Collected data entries
□ □ □

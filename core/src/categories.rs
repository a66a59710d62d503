// quinta/src/categories.rs

//! Category label lists and the cascade that keeps records consistent with
//! them.

use crate::confirm::{Confirm, Removal};
use crate::error::{QuintaError, QuintaResult};
use crate::models::UNCATEGORIZED;
use crate::state::AppState;
use serde::{Deserialize, Serialize};
use std::fmt;
use tracing::{info, instrument};

#[derive(Debug, Clone, Copy, PartialEq, Eq, Hash, Serialize, Deserialize)]
#[serde(rename_all = "camelCase")]
pub enum CategoryKind {
  /// Labels on products.
  Product,
  /// Labels on employees and system users.
  Staff,
}

impl fmt::Display for CategoryKind {
  fn fmt(&self, f: &mut fmt::Formatter<'_>) -> fmt::Result {
    match self {
      CategoryKind::Product => f.write_str("product"),
      CategoryKind::Staff => f.write_str("staff"),
    }
  }
}

#[derive(Debug, Clone, Default, PartialEq, Eq, Serialize, Deserialize)]
#[serde(rename_all = "camelCase")]
pub struct CategoryBook {
  pub product: Vec<String>,
  pub staff: Vec<String>,
}

impl CategoryBook {
  pub fn new(product: Vec<String>, staff: Vec<String>) -> Self {
    Self { product, staff }
  }

  pub fn list(&self, kind: CategoryKind) -> &[String] {
    match kind {
      CategoryKind::Product => &self.product,
      CategoryKind::Staff => &self.staff,
    }
  }

  fn list_mut(&mut self, kind: CategoryKind) -> &mut Vec<String> {
    match kind {
      CategoryKind::Product => &mut self.product,
      CategoryKind::Staff => &mut self.staff,
    }
  }

  pub fn contains(&self, kind: CategoryKind, name: &str) -> bool {
    self.list(kind).iter().any(|c| c == name)
  }
}

/// How many records a rename or delete touched.
#[derive(Debug, Clone, Copy, Default, PartialEq, Eq, Serialize, Deserialize)]
#[serde(rename_all = "camelCase")]
pub struct CascadeReport {
  pub products: usize,
  pub employees: usize,
  pub users: usize,
}

impl CascadeReport {
  pub fn total(&self) -> usize {
    self.products + self.employees + self.users
  }
}

fn normalized(name: &str) -> QuintaResult<String> {
  let trimmed = name.trim();
  if trimmed.is_empty() {
    return Err(QuintaError::Validation("Category name cannot be empty".to_string()));
  }
  Ok(trimmed.to_string())
}

fn duplicate() -> QuintaError {
  QuintaError::Validation("Categoria já existe!".to_string())
}

#[instrument(name = "categories::add", skip(state), err(Display))]
pub fn add_category(state: &mut AppState, kind: CategoryKind, name: &str) -> QuintaResult<String> {
  let name = normalized(name)?;
  if state.categories.contains(kind, &name) {
    return Err(duplicate());
  }
  state.categories.list_mut(kind).push(name.clone());
  Ok(name)
}

/// Renames a label in its list and on every record that carries it, in one
/// step.
#[instrument(name = "categories::rename", skip(state), err(Display))]
pub fn rename_category(state: &mut AppState, kind: CategoryKind, old: &str, new: &str) -> QuintaResult<CascadeReport> {
  let new = normalized(new)?;
  let position = state
    .categories
    .list(kind)
    .iter()
    .position(|c| c == old)
    .ok_or_else(|| QuintaError::not_found("Category", old))?;
  if new == old {
    return Ok(CascadeReport::default());
  }
  if state.categories.contains(kind, &new) {
    return Err(duplicate());
  }

  state.categories.list_mut(kind)[position] = new.clone();
  let report = relabel_records(state, kind, old, &new);
  info!(touched = report.total(), "Category renamed.");
  Ok(report)
}

/// Removes a label and moves every record that carried it to
/// "Sem Categoria". That sentinel label itself cannot be deleted.
#[instrument(name = "categories::delete", skip(state, confirm), err(Display))]
pub fn delete_category(
  state: &mut AppState,
  kind: CategoryKind,
  name: &str,
  confirm: &dyn Confirm,
) -> QuintaResult<Removal<CascadeReport>> {
  if name == UNCATEGORIZED {
    return Err(QuintaError::Validation(format!(
      "'{}' receives the records of deleted categories and cannot be deleted",
      UNCATEGORIZED
    )));
  }
  let Some(position) = state.categories.list(kind).iter().position(|c| c == name) else {
    return Ok(Removal::Missing);
  };
  if !confirm.confirm(&format!("Excluir a categoria {}?", name)) {
    return Ok(Removal::Declined);
  }

  state.categories.list_mut(kind).remove(position);
  let report = relabel_records(state, kind, name, UNCATEGORIZED);
  info!(reassigned = report.total(), "Category deleted.");
  Ok(Removal::Removed(report))
}

fn relabel_records(state: &mut AppState, kind: CategoryKind, old: &str, new: &str) -> CascadeReport {
  match kind {
    CategoryKind::Product => CascadeReport {
      products: state.catalog.relabel(old, new),
      ..CascadeReport::default()
    },
    CategoryKind::Staff => CascadeReport {
      employees: state.roster.relabel(old, new),
      users: state.users.relabel(old, new),
      ..CascadeReport::default()
    },
  }
}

□ □ □

§ Try it
Copy each line of the data that includes the word "QuintaError".

§ Task result
use crate::error::{QuintaError, QuintaResult};
    return Err(QuintaError::Validation("Category name cannot be empty".to_string()));
fn duplicate() -> QuintaError {
  QuintaError::Validation("Categoria já existe!".to_string())
    .ok_or_else(|| QuintaError::not_found("Category", old))?;
    return Err(QuintaError::Validation(format!(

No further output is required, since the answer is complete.